Posted by on Oct 8, 2017 @ 12:16 pm in Hiking News | 0 comments

How Armenia Plans to Become the Next World-Class Hiking Destination

Dilijan National Park stretches across the mountains of Armenia’s northeastern Tavush region, 92 square miles of beech and oak tree forests and pine-covered slopes that delve into deep gorges with wandering streams and rivers. Brown bear and deer are frequent park visitors, lured by the scent of blackcurrants and gooseberries, while rarer flora like Armenian Saint John’s wort and edible scorzonera grow among rocks and along cliffsides.

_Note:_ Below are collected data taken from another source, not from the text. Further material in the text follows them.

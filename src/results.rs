//! Result types for plate comparisons

use serde::{Deserialize, Serialize};

use crate::analysis::PlateStiffness;
use crate::evaluate::SampledCurve;
use crate::loads::LoadingKind;
use crate::materials::{EngineeringModuli, StiffnessTensor, Topology};
use crate::reference::ReferenceQuantity;
use crate::response::{StressComponent, Theory};

/// Field compared across theories
#[derive(Debug, Clone, Copy, PartialEq, Eq, Hash, Serialize, Deserialize)]
pub enum FieldKind {
    /// Deflection w(x) along the span
    Deflection,
    /// σ11 through the thickness
    Sigma11,
    /// σ13 through the thickness
    Sigma13,
    /// σ33 through the thickness
    Sigma33,
}

impl FieldKind {
    pub const ALL: [FieldKind; 4] = [
        FieldKind::Deflection,
        FieldKind::Sigma11,
        FieldKind::Sigma13,
        FieldKind::Sigma33,
    ];

    /// Short tag used in output file names
    pub fn tag(&self) -> &'static str {
        match self {
            FieldKind::Deflection => "W",
            FieldKind::Sigma11 => "SX",
            FieldKind::Sigma13 => "SXY",
            FieldKind::Sigma33 => "SZ",
        }
    }

    /// Stress component, `None` for the deflection
    pub fn stress_component(&self) -> Option<StressComponent> {
        match self {
            FieldKind::Deflection => None,
            FieldKind::Sigma11 => Some(StressComponent::Sigma11),
            FieldKind::Sigma13 => Some(StressComponent::Sigma13),
            FieldKind::Sigma33 => Some(StressComponent::Sigma33),
        }
    }

    /// Reference file holding this field; σ33 has none
    pub fn reference_quantity(&self) -> Option<ReferenceQuantity> {
        match self {
            FieldKind::Deflection => Some(ReferenceQuantity::Deflection),
            FieldKind::Sigma11 => Some(ReferenceQuantity::NormalStress),
            FieldKind::Sigma13 => Some(ReferenceQuantity::ShearStress),
            FieldKind::Sigma33 => None,
        }
    }
}

/// One theory's sampled curve
#[derive(Debug, Clone, PartialEq, Serialize, Deserialize)]
pub struct TheoryCurve {
    pub theory: Theory,
    pub curve: SampledCurve,
}

/// All theories for one field of one plate, with optional reference data
#[derive(Debug, Clone, PartialEq, Serialize, Deserialize)]
pub struct Comparison {
    pub kind: FieldKind,
    pub loading: LoadingKind,
    /// Section x of a through-thickness profile
    pub section: Option<f64>,
    /// Output stem, `{base}_conc0{g}_h{h}_{tag}_{loading}`
    pub stem: String,
    pub curves: Vec<TheoryCurve>,
    /// Reference curve, empty when unavailable
    pub reference: SampledCurve,
}

impl Comparison {
    pub fn curve(&self, theory: Theory) -> Option<&SampledCurve> {
        self.curves
            .iter()
            .find(|c| c.theory == theory)
            .map(|c| &c.curve)
    }

    pub fn has_reference(&self) -> bool {
        !self.reference.is_empty()
    }

    /// Value range over every curve including the reference
    pub fn value_range(&self) -> Option<(f64, f64)> {
        self.curves
            .iter()
            .map(|c| &c.curve)
            .chain(std::iter::once(&self.reference))
            .filter_map(SampledCurve::value_range)
            .reduce(|(lo, hi), (a, b)| (lo.min(a), hi.max(b)))
    }
}

/// Everything derived for one successfully analyzed plate
#[derive(Debug, Clone, PartialEq, Serialize, Deserialize)]
pub struct PlateReport {
    pub name: String,
    pub topology: Topology,
    pub loading: LoadingKind,
    pub moduli: EngineeringModuli,
    pub tensor: StiffnessTensor,
    pub stiffness: PlateStiffness,
    pub comparisons: Vec<Comparison>,
}

impl PlateReport {
    pub fn comparison(&self, kind: FieldKind) -> Option<&Comparison> {
        self.comparisons.iter().find(|c| c.kind == kind)
    }
}

/// A catalogue entry that could not be analyzed
#[derive(Debug, Clone, PartialEq, Serialize, Deserialize)]
pub struct SpecFailure {
    pub name: String,
    pub topology: String,
    pub error: String,
}

/// Outcome of a catalogue run
#[derive(Debug, Clone, Default, PartialEq, Serialize, Deserialize)]
pub struct BatchReport {
    pub reports: Vec<PlateReport>,
    pub failures: Vec<SpecFailure>,
}

impl BatchReport {
    pub fn succeeded(&self) -> usize {
        self.reports.len()
    }

    pub fn failed(&self) -> usize {
        self.failures.len()
    }

    /// Summary line for logging
    pub fn summary(&self) -> String {
        format!(
            "{} plate(s) analyzed, {} skipped",
            self.succeeded(),
            self.failed()
        )
    }
}
//! Asymptotic through-thickness solver
//!
//! The plate problem is expanded in powers of the thickness. Each order adds a
//! correction function N_k(z) on the normalized thickness z ∈ [-1/2, 1/2],
//! obtained by integrating the previous order's stress through the thickness
//! and fixing the free integration constant by a zero mean. The stress shape
//! functions and the bending stiffnesses follow from these corrections.
//!
//! Orders form a strict chain: order k reads only order k-1. A further order
//! is one more call to [`next_approximation`].

use log::debug;
use serde::{Deserialize, Serialize};

use crate::error::{PlateError, PlateResult};
use crate::materials::StiffnessTensor;
use crate::math::{Polynomial, DEGENERACY_TOLERANCE, THICKNESS_INTERVAL};

/// One order of the asymptotic expansion
#[derive(Debug, Clone, PartialEq, Serialize, Deserialize)]
pub struct Approximation {
    /// Expansion order, starting at 1
    pub order: usize,
    /// Un-normalized point function the correction is integrated from
    pub seed: Polynomial,
    /// Zero-mean correction function N_k(z)
    pub correction: Polynomial,
}

impl Approximation {
    /// Mean of the correction over the thickness; zero up to rounding
    pub fn correction_mean(&self) -> f64 {
        self.correction.mean_over(THICKNESS_INTERVAL)
    }
}

/// Local stress shape functions of the normalized thickness coordinate
#[derive(Debug, Clone, PartialEq, Serialize, Deserialize)]
pub struct ShapeFunctions {
    /// First-order in-plane stress P1111
    pub p1111: Polynomial,
    /// Second-order transverse shear stress P13111 (= P31111)
    pub p13111: Polynomial,
    /// Third-order transverse normal stress P331111
    pub p331111: Polynomial,
    /// Third-order in-plane stress P111111
    pub p111111: Polynomial,
}

/// Plate bending stiffnesses
///
/// With the sign convention P1111 = -C1111 z + ..., D1111 is negative for any
/// positive-definite material; [`PlateStiffness::bending_rigidity`] is the
/// positive magnitude.
#[derive(Debug, Clone, Copy, PartialEq, Serialize, Deserialize)]
pub struct PlateStiffness {
    /// D1111 = ∫ z P1111 dz
    pub d1111: f64,
    /// D111111 = ∫ z P111111 dz
    pub d111111: f64,
}

impl PlateStiffness {
    /// Classical bending rigidity -D1111
    pub fn bending_rigidity(&self) -> f64 {
        -self.d1111
    }
}

/// Complete result of the through-thickness derivation
#[derive(Debug, Clone, PartialEq, Serialize, Deserialize)]
pub struct AsymptoticSolution {
    pub approximations: Vec<Approximation>,
    pub shapes: ShapeFunctions,
    pub stiffness: PlateStiffness,
}

impl AsymptoticSolution {
    /// Approximation of the given order
    pub fn approximation(&self, order: usize) -> Option<&Approximation> {
        self.approximations.iter().find(|a| a.order == order)
    }

    /// Largest absolute correction mean across all orders
    pub fn max_correction_mean(&self) -> f64 {
        self.approximations
            .iter()
            .map(|a| a.correction_mean().abs())
            .fold(0.0, f64::max)
    }
}

/// Advance the expansion by one order
///
/// seed = -(∫_{-1/2}^{z} stress + coupling · previous) / divisor, and the new
/// correction is the zero-mean antiderivative of the seed.
pub fn next_approximation(
    order: usize,
    stress: &Polynomial,
    previous: &Polynomial,
    coupling: f64,
    divisor: f64,
) -> Approximation {
    let through = stress.integral_from(THICKNESS_INTERVAL.0);
    let seed = -(&through + &previous.scale(coupling)).scale(1.0 / divisor);
    let correction = seed.zero_mean_antiderivative(THICKNESS_INTERVAL);
    Approximation {
        order,
        seed,
        correction,
    }
}

/// Derive the three-order asymptotic solution for a stiffness tensor
pub fn solve(c: &StiffnessTensor) -> PlateResult<AsymptoticSolution> {
    let scale = c.c1111.abs().max(c.c3333.abs()).max(c.c1313.abs());
    if c.c3333.abs() <= DEGENERACY_TOLERANCE * scale {
        return Err(PlateError::SingularStiffness(format!(
            "C3333 = {:e}",
            c.c3333
        )));
    }
    if c.c1313.abs() <= DEGENERACY_TOLERANCE * scale {
        return Err(PlateError::SingularStiffness(format!(
            "C1313 = {:e}",
            c.c1313
        )));
    }

    let (lo, hi) = THICKNESS_INTERVAL;
    let z = Polynomial::identity();

    // First order
    let n1 = z.scale(c.c3311 / c.c3333);
    let first = Approximation {
        order: 1,
        correction: n1.zero_mean_antiderivative(THICKNESS_INTERVAL),
        seed: n1,
    };
    // P1111 takes the point value of N1, not the normalized correction
    let p1111 = &z.scale(-c.c1111) + &first.seed.scale(c.c1133);

    // Second order
    let second = next_approximation(2, &p1111, &first.correction, c.c1313, c.c1313);
    let p13111 = (&first.correction + &second.seed).scale(c.c1313);

    // Third order
    let third = next_approximation(3, &p13111, &second.correction, c.c3311, c.c3333);
    let p331111 = &second.correction.scale(c.c1133) + &third.seed.scale(c.c3333);
    let p111111 = &second.correction.scale(c.c1111) + &third.seed.scale(c.c1133);

    let stiffness = PlateStiffness {
        d1111: (&z * &p1111).definite_integral(lo, hi),
        d111111: (&z * &p111111).definite_integral(lo, hi),
    };

    debug!(
        "asymptotic solution: D1111={:.6e} D111111={:.6e}",
        stiffness.d1111, stiffness.d111111
    );
    debug!("P1111(z) = {p1111}");
    debug!("P13111(z) = {p13111}");

    Ok(AsymptoticSolution {
        approximations: vec![first, second, third],
        shapes: ShapeFunctions {
            p1111,
            p13111,
            p331111,
            p111111,
        },
        stiffness,
    })
}

#[cfg(test)]
mod tests {
    use super::*;
    use crate::materials::{stiffness, EngineeringModuli};
    use approx::assert_relative_eq;

    fn decoupled_unit() -> StiffnessTensor {
        StiffnessTensor {
            c1111: 1.0,
            c1133: 0.0,
            c3333: 1.0,
            c1313: 1.0,
            c3311: 0.0,
        }
    }

    fn isotropic() -> StiffnessTensor {
        stiffness(&EngineeringModuli::isotropic(200.0, 0.3)).unwrap()
    }

    #[test]
    fn test_decoupled_unit_tensor_stiffness() {
        let sol = solve(&decoupled_unit()).unwrap();
        assert_relative_eq!(sol.stiffness.d1111, -1.0 / 12.0, epsilon = 1e-15);
        assert_relative_eq!(sol.stiffness.d111111, -1.0 / 120.0, epsilon = 1e-15);
        assert_relative_eq!(sol.stiffness.bending_rigidity(), 1.0 / 12.0, epsilon = 1e-15);
    }

    #[test]
    fn test_decoupled_unit_tensor_shapes() {
        let sol = solve(&decoupled_unit()).unwrap();
        // P1111 = -z, P13111 = z^2/2 - 1/8, P111111 = z^3/6 - z/8
        assert_eq!(sol.shapes.p1111, Polynomial::new(vec![0.0, -1.0]));
        assert_relative_eq!(sol.shapes.p13111.coeff(0), -0.125, epsilon = 1e-15);
        assert_relative_eq!(sol.shapes.p13111.coeff(2), 0.5, epsilon = 1e-15);
        assert_relative_eq!(sol.shapes.p111111.coeff(1), -0.125, epsilon = 1e-15);
        assert_relative_eq!(sol.shapes.p111111.coeff(3), 1.0 / 6.0, epsilon = 1e-15);
        assert_relative_eq!(sol.shapes.p331111.eval(0.5), 1.0 / 12.0, epsilon = 1e-15);
    }

    #[test]
    fn test_corrections_have_zero_mean() {
        let sol = solve(&isotropic()).unwrap();
        assert_eq!(sol.approximations.len(), 3);
        for order in 1..=3 {
            let a = sol.approximation(order).unwrap();
            let scale = a.correction.coeffs().iter().map(|c| c.abs()).fold(1.0, f64::max);
            assert!(a.correction_mean().abs() < 1e-9 * scale, "order {order}");
        }
    }

    #[test]
    fn test_shear_traction_free_faces() {
        let sol = solve(&isotropic()).unwrap();
        let p = &sol.shapes.p13111;
        let scale = p.eval(0.0).abs();
        assert!(p.eval(-0.5).abs() < 1e-10 * scale);
        assert!(p.eval(0.5).abs() < 1e-10 * scale);
        assert!(sol.shapes.p331111.eval(-0.5).abs() < 1e-10 * scale);
    }

    #[test]
    fn test_d1111_matches_reduced_modulus() {
        let c = isotropic();
        let sol = solve(&c).unwrap();
        assert_relative_eq!(
            sol.stiffness.d1111,
            -c.reduced_in_plane() / 12.0,
            max_relative = 1e-12
        );
        assert!(sol.stiffness.bending_rigidity() > 0.0);
    }

    #[test]
    fn test_soft_tensor_is_not_singular() {
        let scale = 1e-9;
        let c = isotropic();
        let soft = StiffnessTensor {
            c1111: c.c1111 * scale,
            c1133: c.c1133 * scale,
            c3333: c.c3333 * scale,
            c1313: c.c1313 * scale,
            c3311: c.c3311 * scale,
        };
        let sol = solve(&soft).unwrap();
        let reference = solve(&c).unwrap();
        assert_relative_eq!(
            sol.stiffness.d1111,
            scale * reference.stiffness.d1111,
            max_relative = 1e-10
        );
        assert_relative_eq!(
            sol.stiffness.d111111,
            scale * reference.stiffness.d111111,
            max_relative = 1e-10
        );
    }

    #[test]
    fn test_singular_tensor() {
        let mut c = decoupled_unit();
        c.c1313 = 0.0;
        assert!(matches!(solve(&c), Err(PlateError::SingularStiffness(_))));
        let mut c = decoupled_unit();
        c.c3333 = 0.0;
        assert!(matches!(solve(&c), Err(PlateError::SingularStiffness(_))));
    }
}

The park houses some of Armenia’s finest cultural monuments as well: centuries-old monasteries like Matosavank and Goshavank, along with villages and towns like Dilijan, the “Little Switzerland of Armenia,” known for its reportedly healing natural spring waters.

With help this summer from a global network of volunteers, Dilijan National Park is also now home to the newest section of the Transcaucasian Trail (TCT)—two connected long-distance hiking trails—a northern route through Georgia and Azerbaijan, and a southern route through Georgia and Armenia—that, when finished, will span more than 1,864 miles and connect approximately two-dozen existing and proposed national parks throughout the Caucasus region, where the peaks of the Greater and Lesser Caucasus Mountains stretch between the Black and Caspian Seas.

Together with ongoing projects such as HIKEArmenia, the TCT is part of an effort to transform modern Armenia into a worldwide trekking destination: one with the infrastructure to connect the country’s rural communities and spur their economy and development through tourism.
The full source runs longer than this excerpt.